Facebook’s Zuckerberg: Apple’s App Store ‘blocks innovation, blocks competition’

Facebook CEO Mark Zuckerberg blasted Apple during a companywide meeting to more than 50,000 employees via webcast on Thursday, saying that Apple’s App Store “blocks innovation, blocks competition,” and ““allows Apple to charge monopoly rents.”

Facebook's Zuckerberg Apple's App Store 'blocks innovation, blocks competition'. Image: Apple App Store on Apple devices
Apple’s App Store

Buzzfeed News:

Zuckerberg’s comments were another signal that there’s no love lost in the long-contentious relationship between the leader of the social network and the $2 trillion electronic device maker.

On Thursday, Apple refused to allow Facebook to notify people that the iPhone maker would collect 30% of in-app purchases made through a new feature on the Facebook app that lets businesses sell tickets to online events on the platform. After Apple told Facebook that a notification was “irrelevant information,” the social network was forced to scrub the message out of its app before Apple let the feature through.

Earlier this month, Apple also made Facebook strip a feature called Instant Games from Facebook Gaming, an app that primarily lets people watch other people playing video games.

Zuckerberg also criticized a change in Apple’s upcoming iOS 14 operating system for iPhones and iPads that would make it much harder for companies like Facebook to target people using those devices with ads.

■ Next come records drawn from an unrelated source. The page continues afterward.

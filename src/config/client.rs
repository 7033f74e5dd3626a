//! Client configuration loaded from TOML files
//!
//! Every section is optional; a missing file section falls back to the
//! defaults below:
//!
//! ```toml
//! [api]
//! base_url = "http://127.0.0.1:5000"
//! chat_path = "/api/chat"
//! health_path = "/api/test"
//! timeout_secs = 60
//!
//! [session]
//! show_greeting = true
//! greeting = "Hello! I am ready to answer questions about the codebase."
//!
//! [ui]
//! title = "Chat With Your Codebase"
//! placeholder = "Ask a question about the repository..."
//! ```

use serde::{Deserialize, Serialize};
use std::path::Path;

pub const DEFAULT_GREETING: &str = "Hello! I am ready to answer questions about the codebase.";

/// Root client configuration
#[derive(Debug, Clone, Default, PartialEq, Serialize, Deserialize)]
pub struct ClientConfig {
    /// Answering service location
    #[serde(default)]
    pub api: ApiConfig,

    /// Conversation session behaviour
    #[serde(default)]
    pub session: SessionConfig,

    /// Terminal labels
    #[serde(default)]
    pub ui: UiConfig,
}

impl ClientConfig {
    /// Load configuration from a TOML file
    pub fn from_file(path: &Path) -> Result<Self, ConfigError> {
        let content = std::fs::read_to_string(path)?;
        Self::from_str(&content)
    }

    /// Load configuration from a TOML string
    pub fn from_str(content: &str) -> Result<Self, ConfigError> {
        let config: ClientConfig = toml::from_str(content)?;
        Ok(config)
    }

    /// Reject values the client cannot run with
    pub fn validate(&self) -> Result<(), ConfigError> {
        if self.api.base_url.trim().is_empty() {
            return Err(ConfigError::Validation("api.base_url must not be empty".into()));
        }
        if self.api.timeout_secs == 0 {
            return Err(ConfigError::Validation("api.timeout_secs must be positive".into()));
        }
        for (name, path) in [
            ("api.chat_path", &self.api.chat_path),
            ("api.health_path", &self.api.health_path),
        ] {
            if !path.starts_with('/') {
                return Err(ConfigError::Validation(format!(
                    "{} must start with '/': {}",
                    name, path
                )));
            }
        }
        Ok(())
    }
}

/// Answering service endpoint configuration
#[derive(Debug, Clone, PartialEq, Serialize, Deserialize)]
pub struct ApiConfig {
    /// Base location of the service, e.g. `http://127.0.0.1:5000`
    #[serde(default = "default_base_url")]
    pub base_url: String,

    /// Path of the question/answer endpoint
    #[serde(default = "default_chat_path")]
    pub chat_path: String,

    /// Path of the connectivity probe
    #[serde(default = "default_health_path")]
    pub health_path: String,

    /// Per-request timeout in seconds
    #[serde(default = "default_timeout_secs")]
    pub timeout_secs: u64,
}

fn default_base_url() -> String {
    "http://127.0.0.1:5000".to_string()
}

fn default_chat_path() -> String {
    "/api/chat".to_string()
}

fn default_health_path() -> String {
    "/api/test".to_string()
}

fn default_timeout_secs() -> u64 {
    60
}

impl Default for ApiConfig {
    fn default() -> Self {
        Self {
            base_url: default_base_url(),
            chat_path: default_chat_path(),
            health_path: default_health_path(),
            timeout_secs: default_timeout_secs(),
        }
    }
}

/// Session configuration
#[derive(Debug, Clone, PartialEq, Serialize, Deserialize)]
pub struct SessionConfig {
    /// Seed the transcript with a greeting from the bot
    #[serde(default = "default_true")]
    pub show_greeting: bool,

    #[serde(default = "default_greeting")]
    pub greeting: String,
}

fn default_true() -> bool {
    true
}

fn default_greeting() -> String {
    DEFAULT_GREETING.to_string()
}

impl SessionConfig {
    /// The greeting to seed, if any
    pub fn greeting(&self) -> Option<String> {
        self.show_greeting.then(|| self.greeting.clone())
    }
}

impl Default for SessionConfig {
    fn default() -> Self {
        Self {
            show_greeting: true,
            greeting: default_greeting(),
        }
    }
}

/// Terminal UI labels
#[derive(Debug, Clone, PartialEq, Serialize, Deserialize)]
pub struct UiConfig {
    #[serde(default = "default_title")]
    pub title: String,

    #[serde(default = "default_placeholder")]
    pub placeholder: String,
}

fn default_title() -> String {
    "Chat With Your Codebase".to_string()
}

fn default_placeholder() -> String {
    "Ask a question about the repository...".to_string()
}

impl Default for UiConfig {
    fn default() -> Self {
        Self {
            title: default_title(),
            placeholder: default_placeholder(),
        }
    }
}

/// Configuration errors
#[derive(Debug, thiserror::Error)]
pub enum ConfigError {
    #[error("IO error: {0}")]
    Io(#[from] std::io::Error),

    #[error("TOML parse error: {0}")]
    Toml(#[from] toml::de::Error),

    #[error("Validation error: {0}")]
    Validation(String),
}
//! Property-based tests for the conversation session
//!
//! These tests drive a session with arbitrary operation sequences and check
//! the transcript and single-flight invariants after every step.

use super::*;
use crate::answering::AnswerError;
use crate::conversation::{Message, Sender};
use proptest::prelude::*;

#[derive(Debug, Clone)]
enum Op {
    Input(String),
    Submit,
    Answer(String),
    Fail,
}

fn arb_op() -> impl Strategy<Value = Op> {
    prop_oneof![
        prop_oneof!["[a-zA-Z ?]{0,20}", "[ \t\n]{0,4}"].prop_map(Op::Input),
        Just(Op::Submit),
        "[a-zA-Z ]{0,20}".prop_map(Op::Answer),
        Just(Op::Fail),
    ]
}

fn snapshot(session: &ConversationSession) -> Vec<(Sender, String)> {
    session
        .transcript()
        .iter()
        .map(|m: &Message| (m.sender(), m.text().to_string()))
        .collect()
}

proptest! {
    #![proptest_config(ProptestConfig::with_cases(500))]

    // Transcript only grows, and earlier entries never change
    #[test]
    fn prop_transcript_is_append_only(
        greeting in proptest::option::of("[a-zA-Z !]{1,20}"),
        ops in proptest::collection::vec(arb_op(), 0..40),
    ) {
        let mut session = ConversationSession::new(SessionOptions { greeting });
        let mut before = snapshot(&session);

        for op in ops {
            match op {
                Op::Input(text) => session.update_input(text),
                Op::Submit => { session.submit(); }
                Op::Answer(text) => { session.on_answer_received(text); }
                Op::Fail => { session.on_answer_failed(&AnswerError::Timeout); }
            }

            let after = snapshot(&session);
            prop_assert!(after.len() >= before.len());
            prop_assert_eq!(&after[..before.len()], &before[..]);
            before = after;
        }
    }

    // Submits are accepted only from Idle with non-blank input
    #[test]
    fn prop_submit_guards(ops in proptest::collection::vec(arb_op(), 0..40)) {
        let mut session = ConversationSession::default();

        for op in ops {
            let len = session.transcript().len();
            match op {
                Op::Submit => {
                    let was_waiting = session.awaiting_response();
                    let pending = session.pending().to_string();
                    let state = session.state();

                    match session.submit() {
                        Some(question) => {
                            prop_assert!(!was_waiting);
                            prop_assert!(!pending.trim().is_empty());
                            prop_assert_eq!(&question, &pending);
                            prop_assert_eq!(session.pending(), "");
                            prop_assert!(session.awaiting_response());
                            prop_assert_eq!(session.transcript().len(), len + 1);
                        }
                        None => {
                            prop_assert!(was_waiting || pending.trim().is_empty());
                            prop_assert_eq!(session.pending(), pending.as_str());
                            prop_assert_eq!(session.state(), state);
                            prop_assert_eq!(session.transcript().len(), len);
                        }
                    }
                }
                Op::Input(text) => session.update_input(text),
                Op::Answer(text) => {
                    let was_waiting = session.awaiting_response();
                    prop_assert_eq!(session.on_answer_received(text), was_waiting);
                    prop_assert!(!session.awaiting_response());
                    prop_assert_eq!(session.transcript().len(), len + usize::from(was_waiting));
                }
                Op::Fail => {
                    let was_waiting = session.awaiting_response();
                    prop_assert_eq!(session.on_answer_failed(&AnswerError::Abandoned), was_waiting);
                    prop_assert!(!session.awaiting_response());
                    prop_assert_eq!(session.transcript().len(), len + usize::from(was_waiting));
                }
            }

            let view = session.view();
            prop_assert_eq!(view.input_enabled, !session.awaiting_response());
            let pending_entries = view
                .entries
                .iter()
                .filter(|e| matches!(e, ViewEntry::Pending { .. }))
                .count();
            prop_assert_eq!(pending_entries, usize::from(session.awaiting_response()));
            prop_assert_eq!(view.entries.len(), session.transcript().len() + pending_entries);
        }
    }
}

Facebook has posted a video of the meeting here: https://www.facebook.com/zuck/videos/10112235089045271

MacDailyNews Take: Since Apple does not have a monopoly in any market in which they participate, there is no legal basis for antitrust action against Apple, as Zuckerberg ought to know.

So, there is no monopoly (which is legal by the way), much less monopoly abuse (which is explicitly impossible given the nonexistence of a monopoly). You cannot abuse a monopoly and therefore face antitrust action when you do not have a monopoly to begin with.

Worldwide smartphone OS market share, May 2020 (via StatCounter:

• Android: 74.60%
• iOS: 24.82%

If the customers didn’t like Apple’s iOS Software License Agreement, they should have opted for a pretend iPhone from any one of a dime-a-dozen handset assemblers. Then they could have blissfully infested their fake iPhones with malware from a variety of sources.

Apple built the Mac. Apple built the iPhone. Apple built the iPad. Apple built the App Store. Apple created the most verdant ecosystem ever created for developers by far. Only the losers and those developers who can’t read and follow simple rules are whining incessantly.

If anything, Apple takes too little of a cut for all that the App Store provides developers. — MacDailyNews, June 21, 2020

26 Comments

  1. Two wrongs don’t make a right. The fact that other companies are abusing their control over the consumer doesn’t prove that Apple isn’t doing the same thing in their own way.

  2. But Apple does bully developers both large and small and will use its army of lawyers to ensure there is no competition and fair play to gain market advantage. Rotten Apple.

  3. Shirley Little Markie knows how bombastically self-serving this sounds and instead of expected weeping violins he “hears” an anechoic chamber in response with the occasional cricket.

    1. Are you confused? Facebook has been haunted by Putin’s troll farm for years. It’s disinformation comes from all over the political spectrum.

      In case you haven’t picked up on it yet, Apple was once the left leaning champion of the underdog but has been transformed by Woke Timmy to be the proud gay sjw liberal beacon of San Fran. How odd that Stevejack tries so hard to cheerlead for a company that shares none of his values.

  4. Not to side with Facebook but a monopoly can be many things. So whilst iOS has a fraction of market share than Android, that doesn’t mean it cannot be construed as a monopoly.

    Rather, a company can be deemed a monopoly by their actions. That’s the angle Facebook and Epic are running with ie Apple is acting like a monopoly with their restrictive App Store policies etc.

    And at one level Apple isn’t arguing any different. Rather, they’re saying that if the App Store is a monopoly, so too is the PlayStation Store, Microsoft Store, Nintendo Shop etc. That is, if a store can be a monopoly, then there are plenty others to sue as well.